A review by chramies
Creekers by Edward Lee

4.0

Classic gore and weirdness-driven horror from the master of upchuck fiction Ed Lee. I've read a fair few of his novels before getting to this one, but missed it because it looked like "The Backwoods" - which is the wrong way round. "The Backwoods" has some similar themes but isn't anywhere near as good. "Creekers" with its red-eyed mutants and disgraced smalltown cop character and an edge-of-nowhere setting that has something in common with his more recent hicksville settings, but they have turned for the most part folksy and with the nature of the tall tale about them in recent years. "Creekers" ain't that. It is flat-out whores 'n' gore stuff with more twists 'n a rattler. Certain themes recur: the big old house in the middle of nowhere with a doorknocker in the form of a noseless and mouthless face (which makes more sense here than it does in other places he's repeated the motif), the down-on-his luck former policeman (makes sense because at some point you know he's going to come out guns blazing, at least metaphorically.
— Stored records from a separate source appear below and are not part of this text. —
use crate::paths;
use crate::suspicion::HIGH_CONFIDENCE_SCORE;
use anyhow::Context;
use serde::{Deserialize, Serialize};
use std::fs;
use std::path::Path;
use std::time::Duration;

#[derive(Debug, Clone, Default)]
pub struct Config {
  pub logging: LoggingConfig,
  pub feed: FeedConfig,
  pub registry: RegistryConfig,
  pub worker: WorkerConfig,
  pub queue: QueueConfig,
  pub notify: NotifyConfig,
  /// Channel secrets. Environment only, never written to `config.toml`.
  pub credentials: Credentials,
  /// Log what would be sent instead of calling the channels.
  pub dry_run: bool,
}

#[derive(Debug, Clone, Serialize, Deserialize)]
pub struct LoggingConfig {
  #[serde(default = "default_log_level")]
  pub level: String,

  #[serde(default = "default_retention_days")]
  pub retention_days: u64,
}

impl Default for LoggingConfig {
  fn default() -> Self {
    Self {
      level: default_log_level(),
      retention_days: default_retention_days(),
    }
  }
}

#[derive(Debug, Clone, Serialize, Deserialize)]
pub struct FeedConfig {
  /// Feed root; its `update_seq` anchors a fresh install at the feed head.
  #[serde(default = "default_feed_base_url")]
  pub base_url: String,

  #[serde(default = "default_changes_url")]
  pub changes_url: String,

  #[serde(default = "default_changes_limit")]
  pub changes_limit: u32,

  #[serde(default = "default_poll_ms")]
  pub poll_ms: u64,

  #[serde(default = "default_timeout_seconds")]
  pub timeout_seconds: u64,
}

impl Default for FeedConfig {
  fn default() -> Self {
    Self {
      base_url: default_feed_base_url(),
      changes_url: default_changes_url(),
      changes_limit: default_changes_limit(),
      poll_ms: default_poll_ms(),
      timeout_seconds: default_timeout_seconds(),
    }
  }
}

impl FeedConfig {
  pub fn poll_interval(&self) -> Duration {
    Duration::from_millis(self.poll_ms)
  }
}

#[derive(Debug, Clone, Serialize, Deserialize)]
pub struct RegistryConfig {
  #[serde(default = "default_registry_url")]
  pub base_url: String,

  /// Human-facing package page prefix used in chat messages.
  #[serde(default = "default_package_page_url")]
  pub package_page_url: String,

  #[serde(default = "default_timeout_seconds")]
  pub timeout_seconds: u64,
}

impl Default for RegistryConfig {
  fn default() -> Self {
    Self {
      base_url: default_registry_url(),
      package_page_url: default_package_page_url(),
      timeout_seconds: default_timeout_seconds(),
    }
  }
}

#[derive(Debug, Clone, Serialize, Deserialize)]
pub struct WorkerConfig {
  #[serde(default = "default_concurrency")]
  pub concurrency: usize,

  #[serde(default = "default_max_jobs_per_second")]
  pub max_jobs_per_second: u32,
}

impl Default for WorkerConfig {
  fn default() -> Self {
    Self {
      concurrency: default_concurrency(),
      max_jobs_per_second: default_max_jobs_per_second(),
    }
  }
}

#[derive(Debug, Clone, Serialize, Deserialize)]
pub struct QueueConfig {
  #[serde(default = "default_max_attempts")]
  pub max_attempts: u32,

  #[serde(default = "default_backoff_base_ms")]
  pub backoff_base_ms: u64,

  #[serde(default = "default_backoff_max_ms")]
  pub backoff_max_ms: u64,

  /// An un-acked delivery older than this is handed out again.
  #[serde(default = "default_visibility_timeout_seconds")]
  pub visibility_timeout_seconds: u64,
}

impl Default for QueueConfig {
  fn default() -> Self {
    Self {
      max_attempts: default_max_attempts(),
      backoff_base_ms: default_backoff_base_ms(),
      backoff_max_ms: default_backoff_max_ms(),
      visibility_timeout_seconds: default_visibility_timeout_seconds(),
    }
  }
}

#[derive(Debug, Clone, Serialize, Deserialize)]
pub struct NotifyConfig {
  #[serde(default = "default_timeout_seconds")]
  pub timeout_seconds: u64,

  /// Findings below this score never open an issue.
  #[serde(default = "default_issue_min_score")]
  pub issue_min_score: u32,
}

impl Default for NotifyConfig {
  fn default() -> Self {
    Self {
      timeout_seconds: default_timeout_seconds(),
      issue_min_score: default_issue_min_score(),
    }
  }
}

impl NotifyConfig {
  pub fn timeout(&self) -> Duration {
    Duration::from_secs(self.timeout_seconds)
  }
}

#[derive(Clone, Default)]
pub struct Credentials {
  pub telegram_bot_token: Option<String>,
  pub telegram_chat_id: Option<String>,
  pub discord_webhook_url: Option<String>,
  pub github_token: Option<String>,
}

impl std::fmt::Debug for Credentials {
  fn fmt(&self, f: &mut std::fmt::Formatter<'_>) -> std::fmt::Result {
    f.debug_struct("Credentials")
      .field("telegram_bot_token", &self.telegram_bot_token.as_ref().map(|_| "<set>"))
      .field("telegram_chat_id", &self.telegram_chat_id)
      .field("discord_webhook_url", &self.discord_webhook_url.as_ref().map(|_| "<set>"))
      .field("github_token", &self.github_token.as_ref().map(|_| "<set>"))
      .finish()
  }
}

fn default_log_level() -> String {
  "info".to_string()
}

fn default_retention_days() -> u64 {
  14
}

fn default_feed_base_url() -> String {
  "https://replicate.npmjs.com/".to_string()
}

fn default_changes_url() -> String {
  "https://replicate.npmjs.com/registry/_changes".to_string()
}

fn default_changes_limit() -> u32 {
  200
}

fn default_poll_ms() -> u64 {
  1500
}

fn default_timeout_seconds() -> u64 {
  10
}

fn default_registry_url() -> String {
  "https://registry.npmjs.org/".to_string()
}

fn default_package_page_url() -> String {
  "https://www.npmjs.com/package/".to_string()
}

fn default_concurrency() -> usize {
  10
}

fn default_max_jobs_per_second() -> u32 {
  10
}

fn default_max_attempts() -> u32 {
  5
}

fn default_backoff_base_ms() -> u64 {
  2_000
}

fn default_backoff_max_ms() -> u64 {
  300_000
}

fn default_visibility_timeout_seconds() -> u64 {
  300
}

fn default_issue_min_score() -> u32 {
  HIGH_CONFIDENCE_SCORE
}

#[derive(Debug, Clone, Serialize, Deserialize)]
struct ConfigFile {
  #[serde(default)]
  pub logging: Option<LoggingConfig>,

  #[serde(default)]
  pub feed: Option<FeedConfig>,

  #[serde(default)]
  pub registry: Option<RegistryConfig>,

  #[serde(default)]
  pub worker: Option<WorkerConfig>,

  #[serde(default)]
  pub queue: Option<QueueConfig>,

  #[serde(default)]
  pub notify: Option<NotifyConfig>,
}

impl ConfigFile {
  fn normalize(self) -> Config {
    let mut cfg = Config::default();
    if let Some(l) = self.logging {
      cfg.logging = l;
    }
    if let Some(f) = self.feed {
      cfg.feed = f;
    }
    if let Some(r) = self.registry {
      cfg.registry = r;
    }
    if let Some(w) = self.worker {
      cfg.worker = w;
    }
    if let Some(q) = self.queue {
      cfg.queue = q;
    }
    if let Some(n) = self.notify {
      cfg.notify = n;
    }
    sanitize(&mut cfg);
    cfg
  }

  fn needs_upgrade(&self) -> bool {
    self.logging.is_none()
      || self.feed.is_none()
      || self.registry.is_none()
      || self.worker.is_none()
      || self.queue.is_none()
      || self.notify.is_none()
  }
}

/// Loads `config.toml`, writing defaults when it is missing and upgrading it
/// in place (with a backup) when sections are missing.
pub fn load_or_create_default(path: &Path) -> anyhow::Result<Config> {
  load_impl(path, true)
}

pub fn load_or_default_readonly(path: &Path) -> anyhow::Result<Config> {
  load_impl(path, false)
}

fn load_impl(path: &Path, allow_writes: bool) -> anyhow::Result<Config> {
  let parent = path
    .parent()
    .ok_or_else(|| anyhow::anyhow!("config path has no parent: {}", path.display()))?;
  if allow_writes {
    fs::create_dir_all(parent).with_context(|| format!("create {}", parent.display()))?;
  }

  if !path.exists() {
    let cfg = Config::default();
    if allow_writes {
      write_config(path, &cfg)?;
    } else {
      eprintln!(
        "script-watch: config missing at {}; using defaults (read-only).",
        path.display()
      );
    }
    return Ok(cfg);
  }

  let raw = fs::read_to_string(path).with_context(|| format!("read {}", path.display()))?;
  match toml::from_str::<ConfigFile>(&raw) {
    Ok(file) => {
      let needs_upgrade = file.needs_upgrade();
      let cfg = file.normalize();
      if allow_writes && needs_upgrade {
        let backup = parent.join(format!("config.toml.bak-{}", now_unix_s()));
        let _ = fs::copy(path, &backup);
        let _ = write_config(path, &cfg);
        eprintln!(
          "script-watch: upgraded config defaults written to {} (backup: {})",
          path.display(),
          backup.display()
        );
      }
      Ok(cfg)
    }
    Err(e) => {
      let cfg = Config::default();
      if allow_writes {
        let backup = parent.join(format!("config.toml.bad-{}", now_unix_s()));
        let _ = fs::rename(path, &backup);
        write_config(path, &cfg)?;
        eprintln!(
          "script-watch: invalid config at {} (backed up to {}): {e}",
          path.display(),
          backup.display()
        );
      } else {
        eprintln!(
          "script-watch: invalid config at {}; using defaults (read-only): {e}",
          path.display()
        );
      }
      Ok(cfg)
    }
  }
}

fn write_config(path: &Path, cfg: &Config) -> anyhow::Result<()> {
  let raw = toml::to_string_pretty(&to_config_file(cfg)).context("serialize config")?;
  paths::write_atomic(path, raw.as_bytes())
}

fn to_config_file(cfg: &Config) -> ConfigFile {
  ConfigFile {
    logging: Some(cfg.logging.clone()),
    feed: Some(cfg.feed.clone()),
    registry: Some(cfg.registry.clone()),
    worker: Some(cfg.worker.clone()),
    queue: Some(cfg.queue.clone()),
    notify: Some(cfg.notify.clone()),
  }
}

/// Applies environment overrides on top of the file config. `lookup` is
/// `std::env::var` in production.
pub fn apply_env<F>(cfg: &mut Config, lookup: F)
where
  F: Fn(&str) -> Option<String>,
{
  let get = |key: &str| lookup(key).map(|v| v.trim().to_string()).filter(|v| !v.is_empty());

  if let Some(v) = get("NPM_FEED_URL") {
    cfg.feed.base_url = v;
  }
  if let Some(v) = get("NPM_CHANGES_URL") {
    cfg.feed.changes_url = v;
  }
  if let Some(v) = get("NPM_REGISTRY_URL") {
    cfg.registry.base_url = v;
  }
  if let Some(v) = get("LOG_LEVEL") {
    cfg.logging.level = v;
  }
  parse_env(&get, "WORKER_CONCURRENCY", &mut cfg.worker.concurrency);
  parse_env(
    &get,
    "WORKER_MAX_JOBS_PER_SECOND",
    &mut cfg.worker.max_jobs_per_second,
  );
  parse_env(&get, "CHANGES_LIMIT", &mut cfg.feed.changes_limit);
  parse_env(&get, "POLL_MS", &mut cfg.feed.poll_ms);

  cfg.credentials.telegram_bot_token = get("TELEGRAM_BOT_TOKEN");
  cfg.credentials.telegram_chat_id = get("TELEGRAM_CHAT_ID");
  cfg.credentials.discord_webhook_url = get("DISCORD_WEBHOOK_URL");
  cfg.credentials.github_token = get("GITHUB_TOKEN");

  sanitize(cfg);
}

fn parse_env<G, T>(get: &G, key: &str, slot: &mut T)
where
  G: Fn(&str) -> Option<String>,
  T: std::str::FromStr,
{
  let Some(raw) = get(key) else {
    return;
  };
  match raw.parse::<T>() {
    Ok(v) => *slot = v,
    Err(_) => tracing::warn!(key, value = %raw, "ignoring unparseable environment override"),
  }
}

/// Replaces values that would stall or break the pipeline with defaults.
fn sanitize(cfg: &mut Config) {
  if let Some(reason) = validate_feed_config(&cfg.feed) {
    tracing::warn!(reason = %reason, "feed config invalid; using defaults");
    cfg.feed = FeedConfig::default();
  }
  if let Some(reason) = validate_url(&cfg.registry.base_url) {
    tracing::warn!(reason = %reason, "registry base_url invalid; using default");
    cfg.registry.base_url = default_registry_url();
  }
  if cfg.registry.timeout_seconds == 0 {
    cfg.registry.timeout_seconds = default_timeout_seconds();
  }
  if cfg.worker.concurrency == 0 {
    tracing::warn!("worker.concurrency must be > 0; using default");
    cfg.worker.concurrency = default_concurrency();
  }
  if cfg.worker.max_jobs_per_second == 0 {
    tracing::warn!("worker.max_jobs_per_second must be > 0; using default");
    cfg.worker.max_jobs_per_second = default_max_jobs_per_second();
  }
  if cfg.queue.max_attempts == 0 {
    cfg.queue.max_attempts = default_max_attempts();
  }
  if cfg.notify.timeout_seconds == 0 {
    cfg.notify.timeout_seconds = default_timeout_seconds();
  }
}

fn validate_feed_config(cfg: &FeedConfig) -> Option<String> {
  if cfg.poll_ms == 0 {
    return Some("poll_ms must be > 0".to_string());
  }
  if cfg.changes_limit == 0 {
    return Some("changes_limit must be > 0".to_string());
  }
  if cfg.timeout_seconds == 0 {
    return Some("timeout_seconds must be > 0".to_string());
  }
  validate_url(&cfg.base_url).or_else(|| validate_url(&cfg.changes_url))
}

fn validate_url(raw: &str) -> Option<String> {
  let Ok(url) = reqwest::Url::parse(raw) else {
    return Some(format!("invalid URL: {raw}"));
  };
  if url.scheme() != "https" && url.scheme() != "http" {
    return Some(format!("URL must use http(s): {raw}"));
  }
  if url.host_str().is_none() {
    return Some(format!("URL has no host: {raw}"));
  }
  None
}

fn now_unix_s() -> u64 {
  crate::types::now_unix_ms() / 1000
}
In a sense this makes many of Ed Lee's novels Westerns). There is a certain similarity with another of his classic novels but I won't say what as it would give the game away, indeed that work may be here in embryo but it is a mutant and red-eyed embryo if it is. And a point at which he and proto-bizarro novelist Harry Stephen Keeler might have seen common cause: the bordello catering to strange and depraved tastes. And how depraved they are, these Creekers and those who go to them. I am off to Spain shortly in search of a lost race of mountain dwarfs (who seem to be very much a Found Race, I think; the area has adopted them as a motif, though they are all gone). I do not hope to find what is here, there.